===== Records for the exercise =====
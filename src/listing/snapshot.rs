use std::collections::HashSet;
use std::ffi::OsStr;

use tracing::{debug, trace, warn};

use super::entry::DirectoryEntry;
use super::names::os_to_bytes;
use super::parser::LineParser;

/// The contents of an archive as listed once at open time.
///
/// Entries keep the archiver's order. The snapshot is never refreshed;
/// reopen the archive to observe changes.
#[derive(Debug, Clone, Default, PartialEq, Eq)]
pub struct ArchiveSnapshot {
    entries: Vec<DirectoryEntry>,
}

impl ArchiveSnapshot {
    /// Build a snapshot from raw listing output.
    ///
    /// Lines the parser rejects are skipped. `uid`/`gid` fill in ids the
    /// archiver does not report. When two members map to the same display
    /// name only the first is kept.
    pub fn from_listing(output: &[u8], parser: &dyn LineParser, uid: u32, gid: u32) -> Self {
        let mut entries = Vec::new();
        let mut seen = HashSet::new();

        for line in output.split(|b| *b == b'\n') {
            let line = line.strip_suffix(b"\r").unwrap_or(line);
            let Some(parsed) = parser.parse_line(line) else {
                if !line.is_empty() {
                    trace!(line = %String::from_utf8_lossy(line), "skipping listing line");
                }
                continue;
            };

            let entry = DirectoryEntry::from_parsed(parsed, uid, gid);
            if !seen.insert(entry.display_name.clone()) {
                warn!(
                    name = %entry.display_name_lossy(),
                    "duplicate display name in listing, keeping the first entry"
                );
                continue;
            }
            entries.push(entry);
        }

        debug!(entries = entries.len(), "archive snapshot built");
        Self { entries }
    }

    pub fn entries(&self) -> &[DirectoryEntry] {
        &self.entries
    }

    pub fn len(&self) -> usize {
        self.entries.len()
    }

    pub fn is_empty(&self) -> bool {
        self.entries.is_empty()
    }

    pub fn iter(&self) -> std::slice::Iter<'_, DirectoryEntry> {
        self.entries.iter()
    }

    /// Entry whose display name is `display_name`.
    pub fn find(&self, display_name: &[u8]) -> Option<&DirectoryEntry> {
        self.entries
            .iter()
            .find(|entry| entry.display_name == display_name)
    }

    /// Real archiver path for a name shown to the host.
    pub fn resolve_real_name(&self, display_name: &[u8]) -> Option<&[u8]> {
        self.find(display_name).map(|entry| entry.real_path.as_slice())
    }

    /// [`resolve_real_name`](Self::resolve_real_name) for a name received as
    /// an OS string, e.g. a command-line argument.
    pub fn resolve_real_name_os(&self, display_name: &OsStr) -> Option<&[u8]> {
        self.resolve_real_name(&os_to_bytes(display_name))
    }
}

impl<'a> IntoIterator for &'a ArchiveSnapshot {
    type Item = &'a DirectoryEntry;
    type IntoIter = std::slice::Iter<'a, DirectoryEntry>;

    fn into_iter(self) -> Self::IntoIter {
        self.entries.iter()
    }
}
=====
===== Records for the exercise =====
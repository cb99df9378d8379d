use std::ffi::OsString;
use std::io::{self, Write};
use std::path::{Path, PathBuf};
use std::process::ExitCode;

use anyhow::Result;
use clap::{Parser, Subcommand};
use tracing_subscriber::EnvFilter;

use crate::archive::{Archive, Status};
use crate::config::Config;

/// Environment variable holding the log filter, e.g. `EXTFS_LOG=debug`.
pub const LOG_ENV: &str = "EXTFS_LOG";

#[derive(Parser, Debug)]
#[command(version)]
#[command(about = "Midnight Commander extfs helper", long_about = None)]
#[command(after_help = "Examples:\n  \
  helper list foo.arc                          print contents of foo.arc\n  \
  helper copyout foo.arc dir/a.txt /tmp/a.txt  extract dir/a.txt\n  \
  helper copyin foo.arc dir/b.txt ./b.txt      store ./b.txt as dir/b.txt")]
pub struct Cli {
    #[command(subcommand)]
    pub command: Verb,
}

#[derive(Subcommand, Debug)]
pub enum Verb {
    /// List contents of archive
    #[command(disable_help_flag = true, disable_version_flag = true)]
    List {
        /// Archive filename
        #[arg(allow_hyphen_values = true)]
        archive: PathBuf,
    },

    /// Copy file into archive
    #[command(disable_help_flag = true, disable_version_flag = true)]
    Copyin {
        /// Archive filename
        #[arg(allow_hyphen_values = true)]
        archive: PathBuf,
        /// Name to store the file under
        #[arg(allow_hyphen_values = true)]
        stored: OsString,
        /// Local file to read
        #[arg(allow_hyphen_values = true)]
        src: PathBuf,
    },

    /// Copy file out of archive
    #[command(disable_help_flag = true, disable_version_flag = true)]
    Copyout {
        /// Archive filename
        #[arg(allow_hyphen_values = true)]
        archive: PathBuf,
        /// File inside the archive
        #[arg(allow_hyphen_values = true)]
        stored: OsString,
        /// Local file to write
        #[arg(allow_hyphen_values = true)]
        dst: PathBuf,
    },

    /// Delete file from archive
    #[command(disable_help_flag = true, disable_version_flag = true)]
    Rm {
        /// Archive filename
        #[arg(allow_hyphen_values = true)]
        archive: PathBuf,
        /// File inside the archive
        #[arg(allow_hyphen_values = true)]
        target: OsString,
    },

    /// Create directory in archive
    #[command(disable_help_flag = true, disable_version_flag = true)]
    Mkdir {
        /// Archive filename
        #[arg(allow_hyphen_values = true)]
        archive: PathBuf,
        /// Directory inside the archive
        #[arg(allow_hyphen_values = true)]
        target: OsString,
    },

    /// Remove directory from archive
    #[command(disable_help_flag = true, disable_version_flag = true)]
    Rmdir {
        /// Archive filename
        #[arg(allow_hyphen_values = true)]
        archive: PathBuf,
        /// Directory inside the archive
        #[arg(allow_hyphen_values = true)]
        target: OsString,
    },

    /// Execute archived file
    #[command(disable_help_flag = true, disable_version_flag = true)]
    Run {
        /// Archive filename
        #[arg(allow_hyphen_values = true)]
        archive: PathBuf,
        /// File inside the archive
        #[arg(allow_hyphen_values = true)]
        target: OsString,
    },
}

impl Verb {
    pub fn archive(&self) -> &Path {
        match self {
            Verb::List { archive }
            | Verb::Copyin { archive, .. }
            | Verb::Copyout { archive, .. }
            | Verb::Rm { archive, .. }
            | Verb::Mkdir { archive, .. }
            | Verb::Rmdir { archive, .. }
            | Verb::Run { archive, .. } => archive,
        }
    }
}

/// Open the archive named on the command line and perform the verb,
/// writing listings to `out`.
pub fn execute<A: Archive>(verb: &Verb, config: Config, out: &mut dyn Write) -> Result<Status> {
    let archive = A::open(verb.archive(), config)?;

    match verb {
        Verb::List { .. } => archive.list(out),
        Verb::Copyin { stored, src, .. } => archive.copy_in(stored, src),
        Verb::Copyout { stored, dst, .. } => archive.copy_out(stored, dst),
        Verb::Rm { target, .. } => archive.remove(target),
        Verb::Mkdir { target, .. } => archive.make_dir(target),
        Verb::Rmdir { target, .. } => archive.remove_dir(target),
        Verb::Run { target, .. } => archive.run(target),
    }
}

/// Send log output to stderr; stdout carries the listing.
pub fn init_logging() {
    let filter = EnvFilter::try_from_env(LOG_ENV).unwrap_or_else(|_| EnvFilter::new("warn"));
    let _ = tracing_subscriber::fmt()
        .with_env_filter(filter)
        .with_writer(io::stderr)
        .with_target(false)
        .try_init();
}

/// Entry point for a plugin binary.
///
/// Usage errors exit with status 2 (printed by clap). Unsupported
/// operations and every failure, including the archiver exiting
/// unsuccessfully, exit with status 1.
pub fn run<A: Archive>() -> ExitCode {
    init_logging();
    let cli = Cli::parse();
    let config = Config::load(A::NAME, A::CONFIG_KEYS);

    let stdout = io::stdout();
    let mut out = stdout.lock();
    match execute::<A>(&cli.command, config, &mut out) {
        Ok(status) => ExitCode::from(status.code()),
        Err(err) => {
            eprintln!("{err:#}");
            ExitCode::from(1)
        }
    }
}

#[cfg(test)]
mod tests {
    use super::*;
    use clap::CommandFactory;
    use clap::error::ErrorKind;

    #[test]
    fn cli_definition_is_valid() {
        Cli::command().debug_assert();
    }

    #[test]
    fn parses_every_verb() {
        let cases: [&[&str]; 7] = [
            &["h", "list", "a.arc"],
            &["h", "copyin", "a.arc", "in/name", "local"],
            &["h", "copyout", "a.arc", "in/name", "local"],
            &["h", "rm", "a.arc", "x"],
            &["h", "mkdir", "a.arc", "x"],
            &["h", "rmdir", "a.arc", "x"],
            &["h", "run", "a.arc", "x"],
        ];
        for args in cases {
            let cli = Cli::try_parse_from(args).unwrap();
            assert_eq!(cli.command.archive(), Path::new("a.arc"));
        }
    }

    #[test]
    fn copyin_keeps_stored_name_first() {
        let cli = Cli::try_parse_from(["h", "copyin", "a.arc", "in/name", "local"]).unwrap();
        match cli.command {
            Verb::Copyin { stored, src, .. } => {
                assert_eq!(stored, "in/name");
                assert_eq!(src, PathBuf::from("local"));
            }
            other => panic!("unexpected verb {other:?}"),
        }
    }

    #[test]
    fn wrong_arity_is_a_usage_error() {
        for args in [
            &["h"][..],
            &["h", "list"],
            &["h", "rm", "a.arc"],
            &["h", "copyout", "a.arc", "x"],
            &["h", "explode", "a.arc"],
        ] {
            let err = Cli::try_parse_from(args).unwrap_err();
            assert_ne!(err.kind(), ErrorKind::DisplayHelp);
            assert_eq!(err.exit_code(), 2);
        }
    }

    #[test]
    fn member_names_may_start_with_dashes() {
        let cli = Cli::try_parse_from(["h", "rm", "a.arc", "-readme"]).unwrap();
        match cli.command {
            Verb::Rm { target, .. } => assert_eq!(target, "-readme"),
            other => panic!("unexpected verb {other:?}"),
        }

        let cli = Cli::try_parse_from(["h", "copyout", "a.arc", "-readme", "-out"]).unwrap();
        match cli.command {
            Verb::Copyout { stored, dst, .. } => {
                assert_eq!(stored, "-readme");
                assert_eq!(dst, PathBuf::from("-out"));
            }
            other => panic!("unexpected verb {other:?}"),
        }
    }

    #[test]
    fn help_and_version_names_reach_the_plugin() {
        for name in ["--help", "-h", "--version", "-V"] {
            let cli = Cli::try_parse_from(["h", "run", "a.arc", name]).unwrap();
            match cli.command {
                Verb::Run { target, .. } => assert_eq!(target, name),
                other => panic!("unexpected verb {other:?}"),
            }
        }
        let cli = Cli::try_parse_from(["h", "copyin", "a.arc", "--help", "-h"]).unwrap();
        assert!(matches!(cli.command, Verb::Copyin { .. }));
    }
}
=====
• **Task instructions**: As listed above, the lines from the line with "helper copyin foo.arc" to the line with "contents of archive" are to be echoed exactly, with both ends included and nothing added.

• **Completed exercise**:
  helper copyin foo.arc dir/b.txt ./b.txt      store ./b.txt as dir/b.txt")]
pub struct Cli {
    #[command(subcommand)]
    pub command: Verb,
}

#[derive(Subcommand, Debug)]
pub enum Verb {
    /// List contents of archive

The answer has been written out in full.